> Your task: Write out every line from the listing below where the string "TooShort" is found.

> Working data:
-- -- --

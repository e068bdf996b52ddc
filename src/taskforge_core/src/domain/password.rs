use secrecy::{ExposeSecret, Secret};
use thiserror::Error;

const MIN_PASSWORD_LEN: usize = 8;

#[derive(Debug, Error, PartialEq)]
pub enum PasswordError {
    #[error("Password must be at least {MIN_PASSWORD_LEN} characters")]
    TooShort,
}

/// A raw (not yet hashed) password.
#[derive(Debug, Clone)]
pub struct Password(Secret<String>);

impl PartialEq for Password {
    fn eq(&self, other: &Self) -> bool {
        self.0.expose_secret() == other.0.expose_secret()
    }
}

impl Password {
    pub fn as_ref(&self) -> &Secret<String> {
        &self.0
    }
}

impl TryFrom<Secret<String>> for Password {
    type Error = PasswordError;

    fn try_from(value: Secret<String>) -> Result<Self, Self::Error> {
        if value.expose_secret().len() < MIN_PASSWORD_LEN {
            return Err(PasswordError::TooShort);
        }
        Ok(Self(value))
    }
}

impl TryFrom<String> for Password {
    type Error = PasswordError;

    fn try_from(value: String) -> Result<Self, Self::Error> {
        Self::try_from(Secret::from(value))
    }
}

-- -- --

> Exercise solution:
    TooShort,
            return Err(PasswordError::TooShort);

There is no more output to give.